From ALICE Documentation

Revision as of 07:53, 3 April 2020 by Dijkbvan (talk | contribs)

This wiki is the main documentation source for information about the Academic Leiden Interdisciplinary Cluster Environment (ALICE) cluster. ALICE is the research computing facility of the partnership Leiden University and Leiden University Medical Center. It is available to any researcher from both partners. In this wiki, we will introduce the ALICE cluster in detail. We assume you know your way around in a terminal session and that you will responsibly use the cluster and respect the available resources. Remember that a cluster runs many different processes submitted by many different users. If you are not sure what you are doing, ask your administrator before submitting very intensive jobs.


High-Performance Computing (HPC) previously the domain of theoretical scientists and computer and software developers is becoming ever more important as a research tool in many research areas. An HPC facility, providing serious computational capabilities, combined with easy and flexible local access, is a strong advantage for these research areas. ALICE is the HPC facility that answers those needs for Leiden University (LU) and Leiden University Medical Center (LUMC). It is available to all researchers and students from both LU and LUMC.

The ALICE facility currently implemented is a first phase edition of what will be a larger Hybrid HPC facility for research, exceeding the capabilities of what individual institutes can build and will provide a stepping stone to the larger national facilities. Although the current implementation is located at two data centres (LU and LUMC) it is one.

The facility aims to be an easily accessible, easily usable system with extensive local support at all levels of expertise. Given the expected diverse use, diversity is implemented in all aspects of computing, namely: the number of CPU's, GPU's and the ratio of these two numbers; the size of the core memory to the CPU's; the data storage size and location; and the speed of the network.

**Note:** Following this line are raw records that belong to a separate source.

//! List pixel and sample formats with their pipeline flow definitions.

#![allow(clippy::print_literal)] // Table headers use literal strings

use avgraph_core::formats::{
    pixel_planes, plane_sample_size, sample_format_tag, sound_plane_names, surface_type,
};
use avgraph_engine::{PixelFormat, SampleFormat};
use clap::Args;
use serde::Serialize;

/// List formats.
#[derive(Args)]
pub struct FormatsArgs {
    /// Print the table as JSON
    #[arg(long)]
    pub json: bool,
}

#[derive(Debug, Serialize)]
struct PixelRow {
    name: &'static str,
    hardware: bool,
    /// Plane chroma names, or the surface type of hardware formats.
    flow: String,
}

#[derive(Debug, Serialize)]
struct SampleRow {
    name: &'static str,
    planar: bool,
    flow: String,
    /// Stereo plane names.
    planes: Vec<String>,
    sample_size: usize,
}

#[derive(Debug, Serialize)]
struct Table {
    pixel_formats: Vec<PixelRow>,
    sample_formats: Vec<SampleRow>,
}

fn table() -> Table {
    let pixel_formats = PixelFormat::ALL
        .into_iter()
        .map(|format| {
            let flow = match pixel_planes(format) {
                Some(planes) => planes
                    .iter()
                    .map(|p| p.chroma.as_str())
                    .collect::<Vec<_>>()
                    .join(" "),
                None => surface_type(format),
            };
            PixelRow {
                name: format.name(),
                hardware: format.is_hw(),
                flow,
            }
        })
        .collect();

    let sample_formats = SampleFormat::ALL
        .into_iter()
        .map(|format| SampleRow {
            name: format.name(),
            planar: format.is_planar(),
            flow: format!("sound.{}.", sample_format_tag(format)),
            planes: sound_plane_names(format, 2),
            sample_size: plane_sample_size(format, 2),
        })
        .collect();

    Table {
        pixel_formats,
        sample_formats,
    }
}

/// Run the formats command.
pub fn run(args: FormatsArgs) -> anyhow::Result<()> {
    let table = table();
    if args.json {
        println!("{}", serde_json::to_string_pretty(&table)?);
        return Ok(());
    }

    println!("Pixel Formats");
    println!("=============");
    println!();
    println!("  {:12}  {:4}  {}", "Name", "HW", "Planes / surface");
    println!("  {:12}  {:4}  {}", "----", "--", "----------------");
    for row in &table.pixel_formats {
        let hw = if row.hardware { "yes" } else { "" };
        println!("  {:12}  {:4}  {}", row.name, hw, row.flow);
    }

    println!();
    println!("Sample Formats (stereo)");
    println!("=======================");
    println!();
    println!("  {:6}  {:12}  {:6}  {}", "Name", "Definition", "Size", "Planes");
    println!("  {:6}  {:12}  {:6}  {}", "----", "----------", "----", "------");
    for row in &table.sample_formats {
        println!(
            "  {:6}  {:12}  {:6}  {}",
            row.name,
            row.flow,
            row.sample_size,
            row.planes.join(" ")
        );
    }
    Ok(())
}
impl SampleFormat {
    /// Every sample format.
    pub const ALL: [SampleFormat; 10] = [
        SampleFormat::U8,
        SampleFormat::S16,
        SampleFormat::S32,
        SampleFormat::Flt,
        SampleFormat::Dbl,
        SampleFormat::U8P,
        SampleFormat::S16P,
        SampleFormat::S32P,
        SampleFormat::FltP,
        SampleFormat::DblP,
    ];

    /// Canonical name.
    pub fn name(self) -> &'static str {
        match self {
            SampleFormat::U8 => "u8",
            SampleFormat::S16 => "s16",
            SampleFormat::S32 => "s32",
            SampleFormat::Flt => "flt",
            SampleFormat::Dbl => "dbl",
            SampleFormat::U8P => "u8p",
            SampleFormat::S16P => "s16p",
            SampleFormat::S32P => "s32p",
            SampleFormat::FltP => "fltp",
            SampleFormat::DblP => "dblp",
        }
    }

    /// Looks a format up by canonical name.
    pub fn from_name(name: &str) -> Option<Self> {
        Self::ALL.into_iter().find(|f| f.name() == name)
    }

    /// Bytes per sample of one channel.
    pub fn bytes_per_sample(self) -> usize {
        match self {
            SampleFormat::U8 | SampleFormat::U8P => 1,
            SampleFormat::S16 | SampleFormat::S16P => 2,
            SampleFormat::S32 | SampleFormat::S32P | SampleFormat::Flt | SampleFormat::FltP => 4,
            SampleFormat::Dbl | SampleFormat::DblP => 8,
        }
    }

    /// `true` when each channel has its own plane.
    pub fn is_planar(self) -> bool {
        matches!(
            self,
            SampleFormat::U8P
                | SampleFormat::S16P
                | SampleFormat::S32P
                | SampleFormat::FltP
                | SampleFormat::DblP
        )
    }

    /// The planar counterpart of a packed format, or `self`.
    pub fn planar(self) -> Self {
        match self {
            SampleFormat::U8 => SampleFormat::U8P,
            SampleFormat::S16 => SampleFormat::S16P,
            SampleFormat::S32 => SampleFormat::S32P,
            SampleFormat::Flt => SampleFormat::FltP,
            SampleFormat::Dbl => SampleFormat::DblP,
            other => other,
        }
    }

    /// The packed counterpart of a planar format, or `self`.
    pub fn packed(self) -> Self {
        match self {
            SampleFormat::U8P => SampleFormat::U8,
            SampleFormat::S16P => SampleFormat::S16,
            SampleFormat::S32P => SampleFormat::S32,
            SampleFormat::FltP => SampleFormat::Flt,
            SampleFormat::DblP => SampleFormat::Dbl,
            other => other,
        }
    }
}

ALICE provides not only a sophisticated production machine but is also a tool for educating all aspects of HPC and a learning machine for young researchers to prepare themselves for national and international HPC.

Future plans

ALICE will be expanded over the coming years. Apart from our own expansion plans, we are always open to collaborate with other groups/institutes on expanding and improving ALICE.

The expansion that are currently being discussed include:

  • Expansion of temporary storage (first half 2021)
    • We are in the process of getting a 250TB parellel storage system that will run BeeGFS.
  • Upgrading login nodes with GPUs (Q2 2021)
    • We are planning to add one NVIDIA Tesla T4 to each login node.
  • Additional GPU nodes (estimated second half of 2021)
  • Additional CPU nodes (estimated Q3 2022)


Off to research computing Wonderland

ALICE (Academic Leiden Interdisciplinary Cluster Environment) is the high-performance computing (HPC) facility of the partnership between Leiden University and Leiden University Medical Center (LUMC). It is available to any researcher from both partners. Leiden University and LUMC aim to help deliver cutting edge research using innovative technology within the broad area of data-centric HPC. Both partners are responsible for the hosting, system support, scientific support and service delivery of several large super-computing and research data storage resources for the Leiden research community.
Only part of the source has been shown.